A temperature of 98.4°F is not a fever for a baby. It falls squarely within the normal range. A fever in infants is defined as a rectal temperature of 100.4°F (38°C) or higher, so 98.4°F sits a full two degrees below that threshold.
What Counts as a Fever in Babies
The exact number that defines a fever depends on how you take the temperature. A rectal reading of 100.4°F or higher is the standard cutoff used by the American Academy of Pediatrics and most pediatric guidelines. For an oral reading, the threshold drops slightly to 100°F. An armpit (axillary) reading of 99°F or higher also suggests a fever, though armpit measurements tend to be less reliable in babies.
At 98.4°F, your baby’s temperature is completely normal regardless of which method you used to measure it.
Normal Temperature Fluctuates Throughout the Day
A healthy baby’s body temperature isn’t locked at one number. It shifts naturally over the course of a day by nearly 2°F. The average sits around 98.8°F, but temperatures tend to be lower in the morning and peak in the late afternoon or early evening. So a reading of 98.4°F in the morning and 99.5°F after a nap can both be perfectly normal for the same baby on the same day.
External factors also play a role. Babies are not as adaptable to temperature changes as adults, and their readings can shift based on how they’re dressed, whether they’ve been swaddled, or how warm the room is. A baby who’s been bundled in blankets may register slightly higher without actually being sick. If you get a borderline reading, try removing a layer, waiting 15 to 20 minutes, and checking again.
Why the Measurement Method Matters
For babies, rectal temperatures are considered the most accurate. Armpit readings are convenient but can miss actual fevers. Research comparing the two methods in newborns found that when a baby truly had an elevated rectal temperature, an armpit reading only caught it about 65% of the time. Individual readings between the two sites can differ by up to 1.8°F in either direction.
This means an armpit reading of 98.4°F could, in rare cases, correspond to a rectal temperature that’s somewhat higher. If your baby seems unwell and you’ve only taken an armpit reading, a rectal check gives you a more trustworthy number. Temporal artery (forehead) and ear thermometers fall somewhere in between for accuracy, but rectal remains the gold standard for infants.

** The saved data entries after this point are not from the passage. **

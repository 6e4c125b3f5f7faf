//! mkdeps configuration loading from `.mkdeps.toml`.
//!
//! The file is looked up in the package directory and is optional. Command
//! line flags override anything set here.
//!
//! # Example Configuration
//!
//! ```toml
//! [resolver]
//! go = "/usr/local/go/bin/go"
//! tags = ["netgo", "osusergo"]
//! timeout = "90s"
//!
//! [output]
//! sort = true
//! ```

use crate::duration::parse_duration;
use crate::output::OutputTarget;
use mkdeps_core::{EmitOptions, ResolveRequest};
use serde::Deserialize;
use std::path::{Path, PathBuf};
use std::time::Duration;

/// Name of the configuration file.
pub const CONFIG_FILE: &str = ".mkdeps.toml";

/// Root configuration structure loaded from `.mkdeps.toml`.
#[derive(Debug, Deserialize, Default)]
pub struct MkdepsConfig {
    /// How packages are resolved.
    #[serde(default)]
    pub resolver: ResolverConfig,

    /// How rules are written.
    #[serde(default)]
    pub output: OutputSettings,
}

/// Resolver section.
#[derive(Debug, Deserialize, Default)]
pub struct ResolverConfig {
    /// Go binary to run. Defaults to `go` from `PATH`.
    #[serde(default)]
    pub go: Option<PathBuf>,

    /// Build tags applied when no `--tags` flag is given.
    #[serde(default)]
    pub tags: Vec<String>,

    /// Resolution timeout as a duration string, e.g. `"90s"`.
    #[serde(default)]
    pub timeout: Option<String>,

    /// Same as `--include-tests`.
    #[serde(default)]
    pub include_tests: bool,
}

/// Output section.
#[derive(Debug, Deserialize, Default)]
pub struct OutputSettings {
    /// Sort forward and reverse rules by package.
    #[serde(default)]
    pub sort: bool,
}

impl MkdepsConfig {
    /// Load configuration from `.mkdeps.toml` in the given directory.
    ///
    /// If the config file doesn't exist or can't be parsed, returns defaults.
    /// Parse errors are logged as warnings but don't cause failures.
    pub fn load(root: &Path) -> Self {
        let config_path = root.join(CONFIG_FILE);
        if config_path.exists() {
            match std::fs::read_to_string(&config_path) {
                Ok(content) => match toml::from_str(&content) {
                    Ok(config) => {
                        tracing::debug!("loaded {}", config_path.display());
                        return config;
                    }
                    Err(e) => {
                        tracing::warn!("Failed to parse {}: {}", CONFIG_FILE, e);
                    }
                },
                Err(e) => {
                    tracing::warn!("Failed to read {}: {}", CONFIG_FILE, e);
                }
            }
        }
        Self::default()
    }

    /// Configured timeout. Invalid values are logged and ignored.
    pub fn timeout(&self) -> Option<Duration> {
        let raw = self.resolver.timeout.as_deref()?;
        match parse_duration(raw) {
            Ok(timeout) => Some(timeout),
            Err(e) => {
                tracing::warn!("Ignoring resolver.timeout in {}: {}", CONFIG_FILE, e);
                None
            }
        }
    }

    pub fn go_binary(&self) -> Option<&Path> {
        self.resolver.go.as_deref()
    }

    pub fn tags(&self) -> &[String] {
        &self.resolver.tags
    }

    pub fn include_tests(&self) -> bool {
        self.resolver.include_tests
    }

    pub fn sort(&self) -> bool {
        self.output.sort
    }
}

/// Effective settings for one run, after merging flags and configuration.
#[derive(Debug, Clone)]
pub struct Settings {
    pub packages: Vec<String>,
    pub base_dir: PathBuf,
    pub tags: Vec<String>,
    pub timeout: Duration,
    pub include_tests: bool,
    pub go: PathBuf,
    pub output: OutputTarget,
    pub sort: bool,
}

impl Settings {
    pub fn resolve_request(&self) -> ResolveRequest {
        ResolveRequest {
            roots: self.packages.clone(),
            base_dir: self.base_dir.clone(),
            tags: self.tags.clone(),
            timeout: self.timeout,
            include_tests: self.include_tests,
        }
    }

    pub fn emit_options(&self) -> EmitOptions {
        EmitOptions { sort: self.sort }
    }
}

#[cfg(test)]
mod tests {
    use super::*;
    use tempfile::tempdir;

    #[test]
    fn test_default_config() {
        let config = MkdepsConfig::default();
        assert!(config.go_binary().is_none());
        assert!(config.tags().is_empty());
        assert!(config.timeout().is_none());
        assert!(!config.include_tests());
        assert!(!config.sort());
    }

    #[test]
    fn test_parse_full_config() {
        let toml_content = r#"
[resolver]
go = "/opt/go/bin/go"
tags = ["netgo", "osusergo"]
timeout = "1m30s"
include_tests = true

[output]
sort = true
"#;
        let config: MkdepsConfig = toml::from_str(toml_content).unwrap();

        assert_eq!(config.go_binary(), Some(Path::new("/opt/go/bin/go")));
        assert_eq!(config.tags(), &["netgo".to_string(), "osusergo".to_string()]);
        assert_eq!(config.timeout(), Some(Duration::from_secs(90)));
        assert!(config.include_tests());
        assert!(config.sort());
    }

    #[test]
    fn test_invalid_timeout_ignored() {
        let config: MkdepsConfig = toml::from_str("[resolver]\ntimeout = \"soon\"\n").unwrap();
        assert!(config.timeout().is_none());
    }

    #[test]
    fn test_load_missing_file() {
        let dir = tempdir().unwrap();
        let config = MkdepsConfig::load(dir.path());
        assert!(config.tags().is_empty());
    }

    #[test]
    fn test_load_malformed_file_uses_defaults() {
        let dir = tempdir().unwrap();
        std::fs::write(dir.path().join(CONFIG_FILE), "[resolver\ntags = 3").unwrap();
        let config = MkdepsConfig::load(dir.path());
        assert!(config.tags().is_empty());
        assert!(!config.sort());
    }

    #[test]
    fn test_load_from_directory() {
        let dir = tempdir().unwrap();
        std::fs::write(
            dir.path().join(CONFIG_FILE),
            "[resolver]\ntags = [\"integration\"]\n",
        )
        .unwrap();
        let config = MkdepsConfig::load(dir.path());
        assert_eq!(config.tags(), &["integration".to_string()]);
    }

    #[test]
    fn test_settings_into_request() {
        let settings = Settings {
            packages: vec!["./cmd/app".to_string()],
            base_dir: PathBuf::from("/src/app"),
            tags: vec!["netgo".to_string()],
            timeout: Duration::from_secs(5),
            include_tests: true,
            go: PathBuf::from("go"),
            output: OutputTarget::Stdout,
            sort: true,
        };

        let request = settings.resolve_request();
        assert_eq!(request.roots, vec!["./cmd/app"]);
        assert_eq!(request.base_dir, PathBuf::from("/src/app"));
        assert_eq!(request.tags, vec!["netgo"]);
        assert_eq!(request.timeout, Duration::from_secs(5));
        assert!(request.include_tests);
        assert!(settings.emit_options().sort);
    }
}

When a Low or Normal Temperature Still Deserves Attention
A normal temperature doesn’t automatically mean everything is fine. Babies, especially newborns, can be seriously ill without running a fever. What matters just as much is how your baby looks and acts. Watch for these signs even when the thermometer reads normal:
- Feeding changes: missing two or more feedings in a row, or eating noticeably less than usual
- Unusual sleepiness: harder to wake up than normal, or seeming floppy and limp
- Dehydration clues: fewer wet diapers, dry mouth, no tears when crying, or a sunken soft spot on the head
- Breathing trouble: fast or labored breathing, flaring nostrils, or a persistent cough
- Forceful vomiting: not just spit-up, but vomit that shoots out after feedings or an inability to keep liquids down for eight hours
A baby who is alert, feeding well, making eye contact, and has normal skin color is generally doing fine, regardless of a slightly higher or lower number on the thermometer.
Temperatures That Do Require Action
If your baby’s temperature does reach 100.4°F rectally and your baby is younger than 3 months old, that warrants an immediate call to your pediatrician. If you can’t reach them, head to the emergency room. Fevers in very young infants can signal serious infections that need prompt evaluation, even if the baby appears well. Do not give fever-reducing medication to babies under 3 months unless specifically directed by a doctor.
For babies 3 months and older, a fever alone is less alarming. A child who still wants to play, drinks well, stays alert, and looks like themselves when the temperature comes down is generally handling the illness well. Contact your pediatrician if the fever lasts more than two to three days, keeps climbing above 104°F, or comes with symptoms like a rash, persistent diarrhea, repeated vomiting, or signs of dehydration.
At 98.4°F, though, none of these fever protocols apply. Your baby’s temperature is normal.